■ EXERCISE PROMPT ■
If a line of the data below holds the word "DomainError", list it.
....
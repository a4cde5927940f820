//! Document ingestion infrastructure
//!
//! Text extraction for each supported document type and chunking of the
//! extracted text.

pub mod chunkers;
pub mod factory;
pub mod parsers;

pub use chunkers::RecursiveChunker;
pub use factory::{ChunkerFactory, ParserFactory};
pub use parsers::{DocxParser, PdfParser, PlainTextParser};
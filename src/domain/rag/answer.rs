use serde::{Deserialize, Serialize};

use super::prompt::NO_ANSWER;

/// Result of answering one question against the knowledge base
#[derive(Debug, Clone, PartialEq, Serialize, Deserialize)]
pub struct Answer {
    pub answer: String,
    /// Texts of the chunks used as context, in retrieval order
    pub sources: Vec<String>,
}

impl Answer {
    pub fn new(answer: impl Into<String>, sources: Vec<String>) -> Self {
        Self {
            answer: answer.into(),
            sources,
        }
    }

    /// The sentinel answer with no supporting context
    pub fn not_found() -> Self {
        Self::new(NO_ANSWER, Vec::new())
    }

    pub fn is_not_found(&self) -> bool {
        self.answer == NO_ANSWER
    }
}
....
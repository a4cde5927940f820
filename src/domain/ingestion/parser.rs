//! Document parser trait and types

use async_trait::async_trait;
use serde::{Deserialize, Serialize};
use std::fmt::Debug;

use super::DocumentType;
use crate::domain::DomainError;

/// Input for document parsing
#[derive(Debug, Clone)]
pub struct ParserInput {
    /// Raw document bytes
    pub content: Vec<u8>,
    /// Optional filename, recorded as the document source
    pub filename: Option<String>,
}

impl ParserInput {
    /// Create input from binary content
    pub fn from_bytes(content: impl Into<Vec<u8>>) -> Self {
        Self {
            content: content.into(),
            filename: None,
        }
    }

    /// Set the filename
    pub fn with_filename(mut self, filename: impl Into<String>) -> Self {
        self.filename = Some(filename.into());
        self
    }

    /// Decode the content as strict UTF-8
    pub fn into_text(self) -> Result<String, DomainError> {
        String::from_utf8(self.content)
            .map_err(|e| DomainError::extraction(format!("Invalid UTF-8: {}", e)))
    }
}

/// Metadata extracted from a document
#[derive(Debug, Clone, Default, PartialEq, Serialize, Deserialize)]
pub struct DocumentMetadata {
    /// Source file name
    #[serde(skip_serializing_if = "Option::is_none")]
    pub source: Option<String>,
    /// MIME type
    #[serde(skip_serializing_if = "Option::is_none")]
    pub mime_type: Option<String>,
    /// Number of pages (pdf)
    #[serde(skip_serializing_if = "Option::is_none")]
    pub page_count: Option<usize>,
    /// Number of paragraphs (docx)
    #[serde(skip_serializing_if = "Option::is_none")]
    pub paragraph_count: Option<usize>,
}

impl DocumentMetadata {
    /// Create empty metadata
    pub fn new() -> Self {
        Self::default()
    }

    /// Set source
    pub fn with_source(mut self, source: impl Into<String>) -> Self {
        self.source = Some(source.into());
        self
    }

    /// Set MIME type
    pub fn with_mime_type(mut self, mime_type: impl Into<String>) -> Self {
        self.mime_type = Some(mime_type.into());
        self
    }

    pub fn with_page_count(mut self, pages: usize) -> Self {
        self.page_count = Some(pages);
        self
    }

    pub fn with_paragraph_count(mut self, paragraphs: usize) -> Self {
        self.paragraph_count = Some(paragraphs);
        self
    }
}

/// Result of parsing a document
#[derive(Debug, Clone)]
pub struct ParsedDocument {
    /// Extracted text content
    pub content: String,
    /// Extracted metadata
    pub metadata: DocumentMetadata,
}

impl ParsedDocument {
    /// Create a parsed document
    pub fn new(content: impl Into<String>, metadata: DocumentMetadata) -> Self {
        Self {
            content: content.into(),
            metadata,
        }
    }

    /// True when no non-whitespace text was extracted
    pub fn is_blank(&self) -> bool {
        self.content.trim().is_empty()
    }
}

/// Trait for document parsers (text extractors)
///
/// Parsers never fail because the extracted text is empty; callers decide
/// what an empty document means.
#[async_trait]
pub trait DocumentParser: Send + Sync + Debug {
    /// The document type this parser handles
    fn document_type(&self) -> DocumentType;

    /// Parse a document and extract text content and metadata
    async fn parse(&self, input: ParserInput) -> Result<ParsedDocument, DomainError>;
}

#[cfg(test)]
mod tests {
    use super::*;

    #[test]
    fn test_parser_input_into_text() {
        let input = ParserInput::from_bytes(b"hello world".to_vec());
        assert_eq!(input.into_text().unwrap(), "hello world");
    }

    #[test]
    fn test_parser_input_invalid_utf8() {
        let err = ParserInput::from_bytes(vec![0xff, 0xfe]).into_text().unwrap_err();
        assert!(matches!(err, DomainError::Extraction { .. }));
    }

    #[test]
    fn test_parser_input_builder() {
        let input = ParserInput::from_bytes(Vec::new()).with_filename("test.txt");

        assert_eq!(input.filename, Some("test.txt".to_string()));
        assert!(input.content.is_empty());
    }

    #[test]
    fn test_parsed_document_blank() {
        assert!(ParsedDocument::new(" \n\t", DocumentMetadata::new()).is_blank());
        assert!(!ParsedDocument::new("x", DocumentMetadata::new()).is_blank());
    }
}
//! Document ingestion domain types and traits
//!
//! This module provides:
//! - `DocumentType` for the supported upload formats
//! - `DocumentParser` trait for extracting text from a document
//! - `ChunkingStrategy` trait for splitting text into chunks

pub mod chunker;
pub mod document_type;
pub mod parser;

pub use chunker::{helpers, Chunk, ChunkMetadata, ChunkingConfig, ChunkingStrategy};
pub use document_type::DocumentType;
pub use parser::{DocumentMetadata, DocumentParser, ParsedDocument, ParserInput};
....
■ SOLUTION BELOW ■
use crate::domain::DomainError;
    pub fn into_text(self) -> Result<String, DomainError> {
            .map_err(|e| DomainError::extraction(format!("Invalid UTF-8: {}", e)))
    async fn parse(&self, input: ParserInput) -> Result<ParsedDocument, DomainError>;
        assert!(matches!(err, DomainError::Extraction { .. }));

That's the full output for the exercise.